The Claw was an extremely high-risk individual. He couldn’t be trusted unsupervised, by himself or with others. He was kept
in a locked room, with a small rectangular window, through which he had to be checked on every fifteen minutes. Despite this rigorous monitoring system, he somehow managed to get hold of a plastic knife, and with the flimsy utensil he cut off his penis, spraying blood all over his cell. He put the severed appendage on the end of his index finger and began showing it off like a finger puppet. The Claw seemed really happy then, very satisfied with his achievement.

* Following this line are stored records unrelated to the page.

use std::sync::Arc;

use tapline::audio::{DeniedCapture, SoftwareHost};
use tapline::document::StaticDocument;
use tapline::{
    AcquisitionEnvironment, AcquisitionOrchestrator, ConnectionState, PlaybackError, PlayerHandle, PlayerSession,
    PlayerStatus, SessionStatus, SimulatedPlayer, TapConfig, TapError,
};

fn load(session: &mut PlayerSession, url: &str) -> tapline::Result<String> {
    Ok(session.load_video(url)?.to_string())
}

#[test]
fn test_invalid_url_surfaces_as_playback_error() {
    let mut session = PlayerSession::new();
    let err = load(&mut session, "https://example.com/not-a-video").unwrap_err();

    match &err {
        TapError::Playback(PlaybackError::InvalidUrl(url)) => assert_eq!(url, "https://example.com/not-a-video"),
        other => panic!("unexpected error {:?}", other),
    }
    assert!(!err.is_fatal());
    assert_eq!(session.status(), PlayerStatus::Idle);

    let reported = TapError::from(session.on_error(150));
    assert!(matches!(reported, TapError::Playback(PlaybackError::EmbedNotAllowed(150))));
    assert_eq!(session.status(), PlayerStatus::Error);
}

#[tokio::test]
async fn test_session_status_tracks_player_and_connection() {
    let env = AcquisitionEnvironment {
        document: Arc::new(StaticDocument::new()),
        capture: Arc::new(DeniedCapture),
    };
    let mut orchestrator =
        AcquisitionOrchestrator::from_config(&TapConfig::default(), Arc::new(SoftwareHost::new()), &env);

    let mut session = PlayerSession::new();
    assert_eq!(load(&mut session, "https://youtu.be/dQw4w9WgXcQ").unwrap(), "dQw4w9WgXcQ");
    assert_eq!(
        orchestrator.session_status(session.status()),
        SessionStatus { player: PlayerStatus::Loading, connection: ConnectionState::Disconnected }
    );

    let player = Arc::new(SimulatedPlayer::new());
    session.on_ready();
    player.play();
    session.on_state_change(player.player_state().unwrap());

    let handle: Arc<dyn PlayerHandle> = player.clone();
    let outcome = orchestrator.connect(Some(handle)).await.unwrap();
    assert_eq!(
        orchestrator.session_status(session.status()),
        SessionStatus {
            player: PlayerStatus::Playing,
            connection: ConnectionState::Connected(outcome.method),
        }
    );

    assert_eq!(session.on_error(100), PlaybackError::NotFound);
    orchestrator.teardown();
    assert_eq!(
        orchestrator.session_status(session.status()),
        SessionStatus { player: PlayerStatus::Error, connection: ConnectionState::Disconnected }
    );
}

The clinical definition of psychiatric nursing is “therapeutic use of self.” In hindsight, I clearly see how I ended up in psychiatry. I’ve always found it easy to connect with people. Establishing a connection requires giving someone your complete attention, without judgment. That is all you have to do; it’s that simple. I’ve always been interested in people, thankful and humbled by the diverse men and women who have let me into their lives. There is an intimacy to what I do, a connection, and a higher level of sharing. Unlocking the secret to understanding psychiatric patients is actually about suspending the need to help them. The goal is to empower people, so that they can gain enough strength to carry themselves through their own pain. To give your complete attention to a person as he or she exists is the greatest gift you can give. It can be enough to change everything.

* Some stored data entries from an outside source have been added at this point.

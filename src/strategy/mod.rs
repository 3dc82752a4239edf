pub mod demo;
pub mod element;
pub mod microphone;
pub mod synthesis;

pub use demo::DemoSignal;
pub use element::{CrossDocumentTap, DirectElementTap};
pub use microphone::MicrophoneCapture;
pub use synthesis::{control_surface_gains, ControlSurfaceSynthesis, SynthesisSource};

use async_trait::async_trait;
use log::warn;
use serde::{Deserialize, Serialize};
use std::sync::Arc;

use crate::audio::{CaptureDevice, ProcessingContext, SourceNode};
use crate::config::TapConfig;
use crate::document::Document;
use crate::error::Result;
use crate::player::PlayerHandle;

/// The built-in acquisition methods.
#[derive(Debug, Clone, Copy, PartialEq, Eq, Hash, Serialize, Deserialize)]
#[serde(rename_all = "kebab-case")]
pub enum StrategyKind {
    DirectElement,
    CrossDocument,
    ControlSurface,
    Microphone,
    Demo,
}

impl StrategyKind {
    /// Most faithful to the real soundtrack first.
    pub const DEFAULT_ORDER: [StrategyKind; 5] = [
        StrategyKind::DirectElement,
        StrategyKind::CrossDocument,
        StrategyKind::ControlSurface,
        StrategyKind::Microphone,
        StrategyKind::Demo,
    ];

    pub fn label(self) -> &'static str {
        match self {
            StrategyKind::DirectElement => "Direct Video Access",
            StrategyKind::CrossDocument => "Cross-frame Access",
            StrategyKind::ControlSurface => "YouTube Player API",
            StrategyKind::Microphone => "Microphone",
            StrategyKind::Demo => "Demo Mode",
        }
    }
}

/// Everything a strategy may use while trying to produce a source.
#[derive(Clone, Copy)]
pub struct AcquireRequest<'a> {
    pub context: &'a ProcessingContext,
    pub player: Option<&'a Arc<dyn PlayerHandle>>,
    /// Most frames a generated source renders per pull.
    pub max_block: usize,
}

/// One method of obtaining a live signal for the analyser.
///
/// Implementations only build the source node; attaching it is left to the
/// orchestrator so the tap stays the single place that rewires the graph.
#[async_trait]
pub trait AcquisitionStrategy: Send + Sync {
    /// Human-readable method label reported on success.
    fn label(&self) -> &str;

    fn requires_player(&self) -> bool {
        false
    }

    async fn acquire(&self, request: AcquireRequest<'_>) -> Result<Box<dyn SourceNode>>;
}

/// Collaborators the built-in strategies are constructed from.
#[derive(Clone)]
pub struct AcquisitionEnvironment {
    pub document: Arc<dyn Document>,
    pub capture: Arc<dyn CaptureDevice>,
}

/// Ordered list of strategies, tried front to back.
#[derive(Default)]
pub struct StrategyRegistry {
    strategies: Vec<Box<dyn AcquisitionStrategy>>,
}

impl StrategyRegistry {
    pub fn new() -> Self {
        Self::default()
    }

    /// Build the built-in strategies in the configured order.
    ///
    /// Duplicates keep their first position, and `Demo` is always moved or
    /// appended to the end so the chain finishes with a strategy that cannot fail.
    pub fn from_config(config: &TapConfig, env: &AcquisitionEnvironment) -> Self {
        let mut kinds: Vec<StrategyKind> = Vec::new();
        for &kind in &config.acquisition.strategies {
            if !kinds.contains(&kind) {
                kinds.push(kind);
            }
        }
        if kinds.last() != Some(&StrategyKind::Demo) {
            if kinds.contains(&StrategyKind::Demo) {
                warn!("Demo strategy configured before other strategies, moving it to the end");
                kinds.retain(|&kind| kind != StrategyKind::Demo);
            } else {
                warn!("Demo strategy missing from configuration, appending it as the last resort");
            }
            kinds.push(StrategyKind::Demo);
        }

        let mut registry = Self::new();
        for kind in kinds {
            let strategy: Box<dyn AcquisitionStrategy> = match kind {
                StrategyKind::DirectElement => Box::new(DirectElementTap::new(
                    Arc::clone(&env.document),
                    config.provider.clone(),
                )),
                StrategyKind::CrossDocument => Box::new(CrossDocumentTap::new(
                    Arc::clone(&env.document),
                    config.provider.clone(),
                )),
                StrategyKind::ControlSurface => {
                    Box::new(ControlSurfaceSynthesis::new(config.synthesis.clone()))
                }
                StrategyKind::Microphone => Box::new(MicrophoneCapture::new(Arc::clone(&env.capture))),
                StrategyKind::Demo => Box::new(DemoSignal::new(
                    config.synthesis.demo_frequency,
                    config.synthesis.demo_gain,
                )),
            };
            registry.push(strategy);
        }
        registry
    }

    pub fn push(&mut self, strategy: Box<dyn AcquisitionStrategy>) {
        self.strategies.push(strategy);
    }

    pub fn with(mut self, strategy: impl AcquisitionStrategy + 'static) -> Self {
        self.push(Box::new(strategy));
        self
    }

    pub fn iter(&self) -> impl Iterator<Item = &dyn AcquisitionStrategy> {
        self.strategies.iter().map(|s| s.as_ref())
    }

    pub fn labels(&self) -> Vec<&str> {
        self.iter().map(|s| s.label()).collect()
    }

    pub fn len(&self) -> usize {
        self.strategies.len()
    }

    pub fn is_empty(&self) -> bool {
        self.strategies.is_empty()
    }
}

I believe anger brought me to psychiatry. I’ve always advocated for the “underdog” and I hated watching people suffer, it made me angry. That great poet and philosopher Johnny Rotten once said, “Anger is an energy.” and I believe that anger lead me to psychiatry, that was the motivating force. I’ve always advocated for the “underdog” and I hated watching people being taken advantage of. I couldn’t stand seeing people suffer, or watch them
being abused, it made me angry. At the deepest level, there is a spiritual element to every relationship, and within the realm of my relationships with my patients, I have truly been tested. I’ve worked with people who have done things so sick and vile, people for whom any other sane human would wish death, people who have no redeeming qualities, people who don’t seem to be people at all. I’ve looked into eyes that reveal nothing, eyes that scare the rest of the world. But all of these people were innocent children once, before something descended on their sanity. The innocent parts may be gone forever, but I can’t forget that they were once there.

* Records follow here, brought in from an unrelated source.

use async_trait::async_trait;
use log::info;
use std::sync::Arc;

use super::{AcquireRequest, AcquisitionStrategy, StrategyKind};
use crate::audio::{CaptureDevice, SourceNode};
use crate::error::Result;

/// Ambient input as a real, if unrelated, signal.
pub struct MicrophoneCapture {
    device: Arc<dyn CaptureDevice>,
}

impl MicrophoneCapture {
    pub fn new(device: Arc<dyn CaptureDevice>) -> Self {
        Self { device }
    }
}

#[async_trait]
impl AcquisitionStrategy for MicrophoneCapture {
    fn label(&self) -> &str {
        StrategyKind::Microphone.label()
    }

    async fn acquire(&self, _request: AcquireRequest<'_>) -> Result<Box<dyn SourceNode>> {
        info!("Requesting microphone access...");
        self.device.open().await
    }
}

#[cfg(test)]
mod tests {
    use super::*;
    use crate::audio::{ChannelSource, ContextState, DeniedCapture, ProcessingContext};
    use crate::error::TapError;

    struct LoopbackCapture;

    #[async_trait]
    impl CaptureDevice for LoopbackCapture {
        async fn open(&self) -> Result<Box<dyn SourceNode>> {
            let (tx, rx) = crossbeam_channel::unbounded();
            let (stop, _) = crossbeam_channel::bounded(0);
            tx.send(vec![0.5; 32]).unwrap();
            Ok(Box::new(ChannelSource::new(rx, stop)))
        }
    }

    #[tokio::test]
    async fn test_denied_permission_is_unavailable() {
        let context = ProcessingContext::new(44100.0, ContextState::Running);
        let strategy = MicrophoneCapture::new(Arc::new(DeniedCapture));
        let result = strategy
            .acquire(AcquireRequest { context: &context, player: None, max_block: 2048 })
            .await;
        assert!(matches!(result, Err(TapError::SourceUnavailable(_))));
    }

    #[tokio::test]
    async fn test_granted_capture_delivers_samples() {
        let context = ProcessingContext::new(44100.0, ContextState::Running);
        let strategy = MicrophoneCapture::new(Arc::new(LoopbackCapture));
        let mut node = strategy
            .acquire(AcquireRequest { context: &context, player: None, max_block: 2048 })
            .await
            .unwrap();

        let mut out = Vec::new();
        node.render(0.0, &mut out);
        assert_eq!(out.len(), 32);
    }
}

I’ve met some of the most extreme, intense, complex people on the planet. But neither these individuals nor their stories could remotely prepare me for the most complicated encounter of my life. I was about to become friends with Charles Manson.

They Represent the Law?!

I’m 1967 in Frisco from Alcatraz; this was during the hippie trip. There used to be Bohemians, and they were “hip” ‘cause they were shooting dope in the hip, and that’s what they call hippie. I was standing on the corner with a gun in my pocket. I’m not playing. I’ll do whatever it takes to survive. Don’t go messing with me. I’m going to do whatever I do. Now I see this woman on the street corner, this guy comes along and I see she got a baby in her arms and he just knocks her down. The baby falls in the gutter. He throws her dress up, goes up in her, fucks her, wipes his dick off on her dress, and walks on down the road. The cop’s standing there on the street corner. I said “Hey man.” He said, “Yeah?” I said, “Why didn’t you do something about that?” He said, “Well a lot of political pressure around here. I’m not going to get involved.” I said, “Oh, is that right? I just got out of prison, man. I got put into prison for doing less than that, been therefor years and you’re letting that happen.” I said, “Well, man, you’re supposed to be the father figure here, man, you’re supposed to be looking out for these people.” He said, “They’re not my children, my children are at home, if they didn’t want to get raped then they should stay at home. If they get raped, that’s good, maybe they’ll go home then.”